On Mon, Sep 19, 2011 at 10:56 PM, Markus Jelsma
<ma...@openindex.io> wrote:
> There are now several cases known to us where we would like to control URL
> resolving. All cases share one similarity, URL's being relative in the
> original source. How could we instruct the parser or modify the code to do so?

I guess we could make the URL resolution mechanism pluggable.

But I still don't see how else you'd resolve relative URLs than what's
now being done in Tika's HtmlHandler.resolve() method.

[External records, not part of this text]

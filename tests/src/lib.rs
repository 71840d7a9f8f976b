//! # Storage Message-Bus Test Suite
//!
//! Unified test crate containing:
//!
//! ## Structure
//!
//! ```text
//! tests/
//! ├── benches/          # Envelope throughput
//! └── src/integration/  # Command envelope → local bus → reply envelope
//! ```
//!
//! ## Running Tests
//!
//! ```bash
//! cargo test -p storage-tests
//! cargo bench -p storage-tests
//! ```

pub mod integration;
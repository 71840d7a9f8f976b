//! # Envelope Benchmarks
//!
//! Cost of the reply path through the protocol adapter:
//!
//! | Benchmark | Measures |
//! |-----------|----------|
//! | make_reply | Reply factory + annotator, per reply mode |
//! | local_bus | Full send through the in-memory bus, routed and unrouted |

use criterion::{black_box, criterion_group, criterion_main, BenchmarkId, Criterion, Throughput};
use std::sync::Arc;
use storage_api::{BucketId, DocumentId, PutCommand, StorageCommand};
use storage_mbusprot::{AdapterConfig, ReplyMode, StorageCommandEnvelope};
use storage_tests::integration::storage_node::StorageNode;

fn put_command(n: u64) -> Box<dyn StorageCommand> {
    Box::new(PutCommand::new(
        BucketId::new(n % 64 + 1),
        DocumentId::new(format!("id:bench:doc::{n}")),
        n,
    ))
}

fn config(mode: ReplyMode) -> AdapterConfig {
    AdapterConfig {
        reply_mode: mode,
        ..AdapterConfig::default()
    }
}

// ============================================================================
// Reply construction
// ============================================================================

fn bench_make_reply(c: &mut Criterion) {
    let mut group = c.benchmark_group("envelope-make-reply");

    for mode in [ReplyMode::Augment, ReplyMode::PassThrough] {
        let config = config(mode);
        group.bench_with_input(BenchmarkId::new("put", mode), &config, |b, config| {
            let mut envelope = StorageCommandEnvelope::from_config(put_command(1), config);
            b.iter(|| black_box(envelope.make_reply().is_ok()))
        });
    }

    group.bench_function("wrap_and_reply_once", |b| {
        let config = config(ReplyMode::Augment);
        let mut n = 0u64;
        b.iter(|| {
            n += 1;
            let mut envelope = StorageCommandEnvelope::from_config(put_command(n), &config);
            black_box(envelope.make_reply().is_ok())
        })
    });

    group.finish();
}

// ============================================================================
// Local bus round trips
// ============================================================================

fn bench_local_bus(c: &mut Criterion) {
    let mut group = c.benchmark_group("envelope-local-bus");
    let runtime = tokio::runtime::Builder::new_current_thread()
        .enable_all()
        .build()
        .expect("failed to build tokio runtime");

    let bus = message_bus::LocalBus::<StorageCommandEnvelope>::new();
    runtime.block_on(bus.register("node", Arc::new(StorageNode::reporting_real_info())));

    for batch in [1u64, 16, 128] {
        group.throughput(Throughput::Elements(batch));
        group.bench_with_input(BenchmarkId::new("routed", batch), &batch, |b, &batch| {
            b.iter(|| {
                runtime.block_on(async {
                    for n in 0..batch {
                        let reply = bus
                            .send("node", StorageCommandEnvelope::new(put_command(n)))
                            .await;
                        black_box(reply.is_ok());
                    }
                })
            })
        });
    }

    group.bench_function("unrouted_synthesized", |b| {
        b.iter(|| {
            runtime.block_on(async {
                let reply = bus
                    .send("nowhere", StorageCommandEnvelope::new(put_command(7)))
                    .await;
                black_box(reply.is_ok())
            })
        })
    });

    group.finish();
}

criterion_group!(benches, bench_make_reply, bench_local_bus);
criterion_main!(benches);
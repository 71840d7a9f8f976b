//! # Storage Entities
//!
//! Value types shared by every storage command and reply.

use serde::{Deserialize, Serialize};
use std::fmt;
use std::sync::atomic::{AtomicU64, Ordering};

/// Identifier of a storage bucket.
///
/// The raw value 0 is reserved for "no bucket".
#[derive(Debug, Clone, Copy, PartialEq, Eq, Hash, PartialOrd, Ord, Default, Serialize, Deserialize)]
pub struct BucketId(pub u64);

impl BucketId {
    /// The invalid (unset) bucket.
    pub const INVALID: BucketId = BucketId(0);

    pub fn new(raw: u64) -> Self {
        Self(raw)
    }

    pub fn raw(&self) -> u64 {
        self.0
    }

    pub fn is_set(&self) -> bool {
        self.0 != 0
    }
}

impl fmt::Display for BucketId {
    fn fmt(&self, f: &mut fmt::Formatter<'_>) -> fmt::Result {
        write!(f, "BucketId(0x{:016x})", self.0)
    }
}

/// Summary of a bucket's state as attached to bucket-info replies.
///
/// The adapter treats this as an opaque triple; only the storage layer
/// interprets the fields.
#[derive(Debug, Clone, Copy, PartialEq, Eq, Hash, Default, Serialize, Deserialize)]
pub struct BucketInfo {
    /// Checksum over the bucket contents.
    pub checksum: u32,
    /// Number of documents in the bucket.
    pub doc_count: u32,
    /// Total size of all documents in bytes.
    pub total_size: u32,
}

impl BucketInfo {
    pub const fn new(checksum: u32, doc_count: u32, total_size: u32) -> Self {
        Self {
            checksum,
            doc_count,
            total_size,
        }
    }

    /// A bucket info is valid once the storage layer has computed a checksum.
    pub fn is_valid(&self) -> bool {
        self.checksum != 0
    }
}

impl fmt::Display for BucketInfo {
    fn fmt(&self, f: &mut fmt::Formatter<'_>) -> fmt::Result {
        write!(
            f,
            "BucketInfo(crc 0x{:08x}, docs {}, size {})",
            self.checksum, self.doc_count, self.total_size
        )
    }
}

/// Process-unique message identifier.
///
/// Commands draw a fresh id at construction; replies copy it from the
/// command that produced them.
#[derive(Debug, Clone, Copy, PartialEq, Eq, Hash, PartialOrd, Ord, Serialize, Deserialize)]
pub struct MessageId(pub u64);

impl MessageId {
    /// Allocate the next id from the process-wide counter.
    pub fn next() -> Self {
        static COUNTER: AtomicU64 = AtomicU64::new(1);
        Self(COUNTER.fetch_add(1, Ordering::Relaxed))
    }
}

impl fmt::Display for MessageId {
    fn fmt(&self, f: &mut fmt::Formatter<'_>) -> fmt::Result {
        write!(f, "{}", self.0)
    }
}

/// Message priority. Lower values are served first.
#[derive(Debug, Clone, Copy, PartialEq, Eq, Hash, PartialOrd, Ord, Serialize, Deserialize)]
pub struct Priority(pub u8);

impl Priority {
    pub const HIGHEST: Priority = Priority(0);
    pub const NORMAL: Priority = Priority(127);
    pub const LOWEST: Priority = Priority(255);
}

impl Default for Priority {
    fn default() -> Self {
        Self::NORMAL
    }
}

/// Identifier of a stored document (e.g. `id:music:song::1`).
#[derive(Debug, Clone, PartialEq, Eq, Hash, Default, Serialize, Deserialize)]
pub struct DocumentId(pub String);

impl DocumentId {
    pub fn new(id: impl Into<String>) -> Self {
        Self(id.into())
    }

    pub fn as_str(&self) -> &str {
        &self.0
    }
}

impl fmt::Display for DocumentId {
    fn fmt(&self, f: &mut fmt::Formatter<'_>) -> fmt::Result {
        f.write_str(&self.0)
    }
}
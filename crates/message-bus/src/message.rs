//! # Message and Reply Capabilities
//!
//! The shapes the bus expects. Protocol adapters implement these on their
//! own envelope types; the bus never sees the payload behind them.

use crate::context::{MessageContext, ReplyContext};
use crate::error::BusError;

/// Something that can travel on the bus and produce its own reply.
pub trait Message: Send {
    /// The reply type this message manufactures.
    type Reply: Reply;

    /// Error raised by the message's reply factory.
    type Error: std::error::Error + Send + Sync + 'static;

    /// Name of the protocol the message belongs to.
    fn protocol(&self) -> &'static str;

    /// Protocol-specific numeric message type.
    fn message_type(&self) -> u32;

    /// Scheduling priority. Lower values are served first.
    fn priority(&self) -> u8 {
        127
    }

    fn context(&self) -> &MessageContext;

    fn context_mut(&mut self) -> &mut MessageContext;

    /// Manufacture the reply matching this message.
    ///
    /// Used both by handlers answering the message and by the bus when it
    /// has to synthesize a reply itself.
    fn make_reply(&mut self) -> Result<Self::Reply, Self::Error>;
}

/// Something the bus can hand back to the sender of a message.
pub trait Reply: Send {
    fn protocol(&self) -> &'static str;

    fn reply_type(&self) -> u32;

    fn context(&self) -> &ReplyContext;

    fn context_mut(&mut self) -> &mut ReplyContext;

    fn errors(&self) -> &[BusError] {
        &self.context().errors
    }

    fn add_error(&mut self, error: BusError) {
        self.context_mut().errors.push(error);
    }

    fn has_errors(&self) -> bool {
        !self.errors().is_empty()
    }
}
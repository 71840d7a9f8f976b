//! # End-to-End Flows
//!
//! Storage commands travel through the local bus inside command envelopes.
//! Replies come back either from a registered storage node or, when no node
//! answers, synthesized by the bus through the envelope's reply factory.

#[cfg(test)]
mod tests {
    use crate::integration::storage_node::{put, remove, request_bucket_info, StorageNode};
    use async_trait::async_trait;
    use message_bus::{BusError, ErrorCode, LocalBus, Message, MessageHandler, Reply};
    use std::sync::Arc;
    use std::time::Duration;
    use storage_api::{
        BucketId, BucketInfo, CommandHeader, CreateBucketCommand, DocumentId, MessageType,
        PutCommand, PutReply, RequestBucketInfoReply, ResultCode, StorageCommand, StorageError,
        StorageReply,
    };
    use storage_mbusprot::{
        AdapterConfig, ReplyMode, StorageCommandEnvelope, StorageReplyEnvelope,
        PLACEHOLDER_BUCKET_INFO,
    };
    use storage_telemetry::metrics::{
        encode_metrics, register_metrics, BUCKET_INFO_OVERWRITTEN, BUS_REPLIES_SYNTHESIZED,
    };

    const NODE: &str = "storage/cluster.content/0";

    fn passthrough() -> AdapterConfig {
        AdapterConfig {
            reply_mode: ReplyMode::PassThrough,
            ..AdapterConfig::default()
        }
    }

    async fn bus_with_node(
        node: StorageNode,
    ) -> (LocalBus<StorageCommandEnvelope>, Arc<StorageNode>) {
        let bus = LocalBus::new();
        let node = Arc::new(node);
        bus.register(NODE, node.clone()).await;
        (bus, node)
    }

    #[derive(Debug)]
    struct UnanswerableCommand {
        header: CommandHeader,
    }

    impl StorageCommand for UnanswerableCommand {
        fn header(&self) -> &CommandHeader {
            &self.header
        }

        fn make_reply(&self) -> Result<Box<dyn StorageReply>, StorageError> {
            Err(StorageError::Internal("reply pool exhausted".into()))
        }
    }

    struct Stalled;

    #[async_trait]
    impl MessageHandler<StorageCommandEnvelope> for Stalled {
        async fn handle(
            &self,
            _message: &mut StorageCommandEnvelope,
        ) -> Result<StorageReplyEnvelope, BusError> {
            tokio::time::sleep(Duration::from_secs(3600)).await;
            Err(BusError::new(ErrorCode::HandlerFailed, "unreachable"))
        }
    }

    // =========================================================================
    // UNROUTED: the bus answers on the node's behalf
    // =========================================================================

    #[tokio::test]
    async fn unrouted_put_gets_placeholder_bucket_info() {
        let bus = LocalBus::new();
        let command = put(7, 1);
        let msg_id = command.msg_id();

        let reply = bus
            .send(NODE, StorageCommandEnvelope::new(command))
            .await
            .unwrap();

        assert!(reply.has_errors());
        assert_eq!(reply.errors()[0].code, ErrorCode::NoAddressForService);
        assert_eq!(reply.reply_type(), MessageType::PutReply.id());
        assert_eq!(reply.reply().msg_id(), msg_id);

        let info = reply.reply().as_bucket_info_reply().unwrap();
        assert_eq!(info.bucket(), BucketId::new(7));
        assert_eq!(info.bucket_info(), PLACEHOLDER_BUCKET_INFO);
        assert_eq!(bus.replies_synthesized(), 1);
    }

    #[tokio::test]
    async fn unrouted_put_in_passthrough_keeps_factory_info() {
        let bus = LocalBus::new();
        let envelope = StorageCommandEnvelope::from_config(put(7, 1), &passthrough());

        let reply = bus.send(NODE, envelope).await.unwrap();

        let info = reply.reply().as_bucket_info_reply().unwrap();
        assert_eq!(info.bucket_info(), BucketInfo::default());
        assert!(reply.has_errors());
    }

    #[tokio::test]
    async fn unrouted_failing_factory_surfaces_as_bus_error() {
        let bus = LocalBus::new();
        let command = Box::new(UnanswerableCommand {
            header: CommandHeader::new(MessageType::Put),
        });

        let err = bus
            .send(NODE, StorageCommandEnvelope::new(command))
            .await
            .unwrap_err();

        assert_eq!(err.code, ErrorCode::ReplyFactoryFailed);
        assert!(err.message.contains("reply pool exhausted"));
    }

    #[tokio::test]
    #[should_panic(expected = "not a bucket-info reply")]
    async fn unrouted_bucket_info_request_in_augment_mode_panics() {
        let bus = LocalBus::new();
        let _ = bus
            .send(NODE, StorageCommandEnvelope::new(request_bucket_info()))
            .await;
    }

    #[tokio::test]
    async fn unrouted_bucket_info_request_in_passthrough_is_answered() {
        let bus = LocalBus::new();
        let envelope = StorageCommandEnvelope::from_config(request_bucket_info(), &passthrough());

        let reply = bus.send(NODE, envelope).await.unwrap();

        assert_eq!(reply.reply_type(), MessageType::RequestBucketInfoReply.id());
        assert!(reply.reply().as_bucket_info_reply().is_none());
        assert_eq!(reply.errors()[0].code, ErrorCode::NoAddressForService);
    }

    #[tokio::test(start_paused = true)]
    async fn stalled_node_times_out_with_placeholder_reply() {
        let bus: LocalBus<StorageCommandEnvelope> = LocalBus::new();
        bus.register(NODE, Arc::new(Stalled)).await;

        let mut envelope = StorageCommandEnvelope::new(remove(3, 9));
        envelope.context_mut().time_remaining = Some(Duration::from_millis(250));

        let reply = bus.send(NODE, envelope).await.unwrap();

        assert_eq!(reply.errors()[0].code, ErrorCode::Timeout);
        assert_eq!(
            reply.reply().as_bucket_info_reply().unwrap().bucket_info(),
            PLACEHOLDER_BUCKET_INFO
        );
    }

    // =========================================================================
    // ROUTED: a storage node answers
    // =========================================================================

    #[tokio::test]
    async fn node_reply_keeps_command_identity() {
        let (bus, _node) = bus_with_node(StorageNode::new()).await;
        let command = put(11, 2);
        let msg_id = command.msg_id();
        let envelope = StorageCommandEnvelope::new(command);
        let correlation_id = envelope.context().correlation_id;

        let reply = bus.send(NODE, envelope).await.unwrap();

        assert!(!reply.has_errors());
        assert_eq!(reply.context().correlation_id, correlation_id);
        assert_eq!(reply.reply().msg_id(), msg_id);
        assert_eq!(reply.reply().result().code, ResultCode::Ok);

        let put_reply = reply.reply().as_any().downcast_ref::<PutReply>().unwrap();
        assert_eq!(put_reply.bucket, BucketId::new(11));
        assert_eq!(put_reply.timestamp, 2);
        assert_eq!(put_reply.bucket_info, PLACEHOLDER_BUCKET_INFO);
    }

    #[tokio::test]
    async fn node_real_info_wins_over_placeholder() {
        let (bus, node) = bus_with_node(StorageNode::reporting_real_info()).await;

        let first = bus
            .send(NODE, StorageCommandEnvelope::new(put(5, 1)))
            .await
            .unwrap();
        let second = bus
            .send(NODE, StorageCommandEnvelope::new(put(5, 2)))
            .await
            .unwrap();

        let stored = node.bucket_info(BucketId::new(5)).await.unwrap();
        assert_eq!(stored.doc_count, 2);

        let info = |r: &StorageReplyEnvelope| {
            r.reply().as_bucket_info_reply().unwrap().bucket_info()
        };
        assert_eq!(info(&first).doc_count, 1);
        assert_eq!(info(&second), stored);
    }

    #[tokio::test]
    async fn node_fills_bucket_info_listing_in_passthrough() {
        let (bus, _node) = bus_with_node(StorageNode::new()).await;
        let config = passthrough();

        for (bucket, n) in [(2, 1), (1, 2), (2, 3)] {
            bus.send(NODE, StorageCommandEnvelope::from_config(put(bucket, n), &config))
                .await
                .unwrap();
        }
        bus.send(NODE, StorageCommandEnvelope::from_config(remove(2, 1), &config))
            .await
            .unwrap();

        let reply = bus
            .send(
                NODE,
                StorageCommandEnvelope::from_config(request_bucket_info(), &config),
            )
            .await
            .unwrap();

        let listing = reply
            .reply()
            .as_any()
            .downcast_ref::<RequestBucketInfoReply>()
            .unwrap();
        let summary: Vec<(u64, u32)> = listing
            .entries
            .iter()
            .map(|e| (e.bucket.raw(), e.info.doc_count))
            .collect();
        assert_eq!(summary, vec![(1, 1), (2, 1)]);
    }

    #[tokio::test]
    async fn create_bucket_through_node_in_passthrough_reports_empty_bucket() {
        let (bus, node) = bus_with_node(StorageNode::reporting_real_info()).await;
        let command = Box::new(CreateBucketCommand::new(BucketId::new(42)).with_active(true));

        let reply = bus
            .send(NODE, StorageCommandEnvelope::from_config(command, &passthrough()))
            .await
            .unwrap();

        assert_eq!(reply.reply_type(), MessageType::CreateBucketReply.id());
        assert_eq!(
            reply.reply().as_bucket_info_reply().unwrap().bucket_info(),
            BucketInfo::default()
        );
        assert_eq!(node.bucket_info(BucketId::new(42)).await, Some(BucketInfo::default()));
    }

    #[tokio::test]
    async fn node_refusing_to_reply_ends_in_factory_failure() {
        let (bus, _node) = bus_with_node(StorageNode::new()).await;
        let command = Box::new(UnanswerableCommand {
            header: CommandHeader::new(MessageType::Put),
        });

        // The node's own make_reply fails, then the bus's synthesized reply
        // fails the same way.
        let err = bus
            .send(NODE, StorageCommandEnvelope::new(command))
            .await
            .unwrap_err();

        assert_eq!(err.code, ErrorCode::ReplyFactoryFailed);
    }

    #[tokio::test]
    async fn reply_trace_inherits_envelope_level() {
        let (bus, _node) = bus_with_node(StorageNode::new()).await;
        let config = AdapterConfig {
            trace_level: 5,
            ..AdapterConfig::default()
        };

        let reply = bus
            .send(NODE, StorageCommandEnvelope::from_config(put(1, 1), &config))
            .await
            .unwrap();

        let trace = &reply.context().trace;
        assert_eq!(trace.level(), 5);
        assert!(trace.entries().iter().any(|e| e.contains("PutReply")));
    }

    #[tokio::test]
    async fn shutdown_bus_refuses_envelopes() {
        let (bus, _node) = bus_with_node(StorageNode::new()).await;
        bus.shutdown();

        let err = bus
            .send(NODE, StorageCommandEnvelope::new(put(1, 1)))
            .await
            .unwrap_err();
        assert_eq!(err.code, ErrorCode::Shutdown);
    }

    #[tokio::test]
    async fn node_leaves_invalid_bucket_untouched() {
        let (bus, node) = bus_with_node(StorageNode::reporting_real_info()).await;
        let command = Box::new(PutCommand::new(
            BucketId::INVALID,
            DocumentId::new("id:test:doc::0"),
            1,
        ));

        let err = bus
            .send(NODE, StorageCommandEnvelope::new(command))
            .await
            .unwrap_err();

        assert_eq!(err.code, ErrorCode::ReplyFactoryFailed);
        assert_eq!(node.bucket_count().await, 0);
        assert_eq!(node.bucket_info(BucketId::INVALID).await, None);
    }

    // =========================================================================
    // METRICS
    // =========================================================================

    #[tokio::test]
    async fn unrouted_flow_is_counted() {
        // Counters are process-wide and other tests run concurrently
        let _ = register_metrics();
        let overwritten = BUCKET_INFO_OVERWRITTEN.get();
        let synthesized = BUS_REPLIES_SYNTHESIZED
            .with_label_values(&["no_address_for_service"])
            .get();

        let bus = LocalBus::new();
        bus.send(NODE, StorageCommandEnvelope::new(put(99, 1)))
            .await
            .unwrap();

        assert!(BUCKET_INFO_OVERWRITTEN.get() >= overwritten + 1.0);
        assert!(
            BUS_REPLIES_SYNTHESIZED
                .with_label_values(&["no_address_for_service"])
                .get()
                >= synthesized + 1.0
        );

        let text = encode_metrics().unwrap();
        assert!(text.contains("storage_bus_replies_synthesized_total"));
    }
}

Generally speaking avoiding problems like the recursive URL you
mentioned should be done above the level of URL resolution. For
example, your crawler would face the exact same problem when
encountering say a dynamic calendar web site with links to the next or
previous day. Such an infinite URL space is perfectly valid, so no
resolution mechanism could prevent the crawler from entering such an
trap. Instead the crawler should employ heuristics like maximum
recursion depth, etc. to avoid such problems.

BR,

Jukka Zitting

Re: Resolving of relative URL's

Posted by Markus Jelsma <ma...@openindex.io>.

Jukka and others,

There are now several cases known to us where we would like to control URL 
resolving. All cases share one similarity, URL's being relative in the 
original source. How could we instruct the parser or modify the code to do so?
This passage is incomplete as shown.